In the 2008 consultation, Labour stated that by 2012 PB should be used in all local authorities. A change of government in 2010 should not have prevented this as PB slots neatly into the Conservatives’ localism agenda and their attempts to create a ‘big society’. Despite Eric Pickles’ championing of communities deciding how to spend their own money, many of those authorities that originally implemented PB, apparently successfully, are now increasingly left to fend for themselves as it becomes just another discretionary council project.

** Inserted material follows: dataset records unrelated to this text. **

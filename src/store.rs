//! Registry Persistence
//!
//! Durable record of discovered exchanges and pairs, the latest liquidity
//! snapshot, and every distribution. Upserts are keyed the same way the
//! registry dedups, so replaying a discovery pass rewrites nothing new.
//!
//! Registry upserts are buffered until `flush`; snapshots and distribution
//! records are written immediately (and carry any buffered upserts along).

use crate::error::StoreError;
use crate::registry::ExchangeRegistry;
use crate::types::{DistributionRecord, ExchangeEntry, LiquiditySnapshot, PairEntry};
use chrono::{DateTime, Utc};
use serde::{Deserialize, Serialize};
use std::path::{Path, PathBuf};
use std::sync::{Mutex, MutexGuard};
use tracing::{debug, info};

/// Everything the store keeps
#[derive(Debug, Clone, Default, PartialEq, Eq, Serialize, Deserialize)]
pub struct StoredState {
    #[serde(default)]
    pub exchanges: Vec<ExchangeEntry>,
    #[serde(default)]
    pub pairs: Vec<PairEntry>,
    #[serde(default)]
    pub last_snapshot: Option<LiquiditySnapshot>,
    #[serde(default)]
    pub distributions: Vec<DistributionRecord>,
    pub last_updated: Option<DateTime<Utc>>,
}

/// Upsert-by-key persistence collaborator
pub trait RegistryStore: Send + Sync {
    fn upsert_exchange(&self, entry: &ExchangeEntry) -> Result<(), StoreError>;

    /// Keyed by exchange address
    fn upsert_pair(&self, pair: &PairEntry) -> Result<(), StoreError>;

    /// Replaces the previous snapshot
    fn record_snapshot(&self, snapshot: &LiquiditySnapshot) -> Result<(), StoreError>;

    fn record_distribution(&self, record: &DistributionRecord) -> Result<(), StoreError>;

    /// Persist buffered upserts
    fn flush(&self) -> Result<(), StoreError>;

    fn load(&self) -> Result<StoredState, StoreError>;
}

/// Re-insert stored entries into `registry`. Returns how many were new.
pub fn seed_registry(state: &StoredState, registry: &ExchangeRegistry) -> usize {
    let mut added = 0;
    for entry in &state.exchanges {
        added += registry.add_exchange(entry.token, entry.exchange) as usize;
    }
    for pair in &state.pairs {
        added += registry.add_pair(pair.clone()) as usize;
    }
    added
}

#[derive(Debug, Default)]
struct Cached {
    state: StoredState,
    /// Changed since the last write
    dirty: bool,
}

/// JSON-file store. Without a path it only keeps state in memory.
#[derive(Debug)]
pub struct JsonStateStore {
    path: Option<PathBuf>,
    cache: Mutex<Cached>,
}

impl JsonStateStore {
    pub fn in_memory() -> Self {
        Self {
            path: None,
            cache: Mutex::new(Cached::default()),
        }
    }

    /// Open `path`, starting empty when the file does not exist yet
    pub fn open<P: AsRef<Path>>(path: P) -> Result<Self, StoreError> {
        let path = path.as_ref().to_path_buf();
        let state = if path.exists() {
            let json = std::fs::read_to_string(&path)?;
            let state: StoredState = serde_json::from_str(&json)?;
            info!(
                "Loaded registry state from {}: {} exchanges, {} pairs",
                path.display(),
                state.exchanges.len(),
                state.pairs.len()
            );
            state
        } else {
            StoredState::default()
        };

        Ok(Self {
            path: Some(path),
            cache: Mutex::new(Cached {
                state,
                dirty: false,
            }),
        })
    }

    fn lock(&self) -> MutexGuard<'_, Cached> {
        self.cache.lock().unwrap_or_else(|poisoned| poisoned.into_inner())
    }

    /// Apply `change` and mark the state dirty when it reports a
    /// modification. Writes the file right away when `write_now` is set.
    fn update<F>(&self, write_now: bool, change: F) -> Result<(), StoreError>
    where
        F: FnOnce(&mut StoredState) -> bool,
    {
        let mut cache = self.lock();
        if change(&mut cache.state) {
            cache.state.last_updated = Some(Utc::now());
            cache.dirty = true;
        }
        if write_now {
            self.write_if_dirty(&mut cache)?;
        }
        Ok(())
    }

    fn write_if_dirty(&self, cache: &mut Cached) -> Result<(), StoreError> {
        if !cache.dirty {
            return Ok(());
        }
        if let Some(path) = &self.path {
            write_atomic(path, &cache.state)?;
        }
        cache.dirty = false;
        Ok(())
    }
}

/// Write to a temp file first, then rename
fn write_atomic(path: &Path, state: &StoredState) -> Result<(), StoreError> {
    let json = serde_json::to_string_pretty(state)?;
    if let Some(parent) = path.parent().filter(|p| !p.as_os_str().is_empty()) {
        std::fs::create_dir_all(parent)?;
    }
    let temp_path = path.with_extension("tmp");
    std::fs::write(&temp_path, &json)?;
    std::fs::rename(&temp_path, path)?;
    debug!("Wrote registry state to {}", path.display());
    Ok(())
}

impl RegistryStore for JsonStateStore {
    fn upsert_exchange(&self, entry: &ExchangeEntry) -> Result<(), StoreError> {
        self.update(false, |state| {
            if state.exchanges.contains(entry) {
                return false;
            }
            state.exchanges.push(*entry);
            true
        })
    }

    fn upsert_pair(&self, pair: &PairEntry) -> Result<(), StoreError> {
        self.update(false, |state| {
            match state.pairs.iter_mut().find(|p| p.exchange == pair.exchange) {
                Some(existing) if existing == pair => false,
                Some(existing) => {
                    *existing = pair.clone();
                    true
                }
                None => {
                    state.pairs.push(pair.clone());
                    true
                }
            }
        })
    }

    fn record_snapshot(&self, snapshot: &LiquiditySnapshot) -> Result<(), StoreError> {
        self.update(true, |state| {
            state.last_snapshot = Some(snapshot.clone());
            true
        })
    }

    fn record_distribution(&self, record: &DistributionRecord) -> Result<(), StoreError> {
        self.update(true, |state| {
            state.distributions.push(record.clone());
            true
        })
    }

    fn flush(&self) -> Result<(), StoreError> {
        let mut cache = self.lock();
        self.write_if_dirty(&mut cache)
    }

    fn load(&self) -> Result<StoredState, StoreError> {
        Ok(self.lock().state.clone())
    }
}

The reasons for the difficulties seem straightforward. PB, as with many long-term local government projects, is not a headline grabber. Despite their importance, such policies are electorally expedient and get lost, moved on, or swallowed up by short-term developments. In an electoral democracy, politicians on either side of the divide will have their eye on the next election. The deluge of management jargon does not help; phrases such as “help facilitate empowerment” and “spread of best practice” send people running for the hills. Then there is the cynicism that purports to see PB as an attempt to mask wider public sector cuts.

PB only works through its reliance on volunteers - not only those in the community who will make the decisions needed, but also volunteers to spread the message - the PB Network is guided by a completely voluntary advisory group. Such volunteering is a problem when people are busier than ever but equally the fact that this scheme does cost next to nothing is a huge advantage in today’s cash-strapped world.

PB is a policy with huge potential, but it needs a proper nudge to transform it from a great idea to a mainstream policy. Showing that they can stick to budgets is a constant thorn in Labour’s side - pushing through an inexpensive but worthwhile measure like this should be a natural priority. PB can flourish. If it does, it will be an example of local democracy at its best.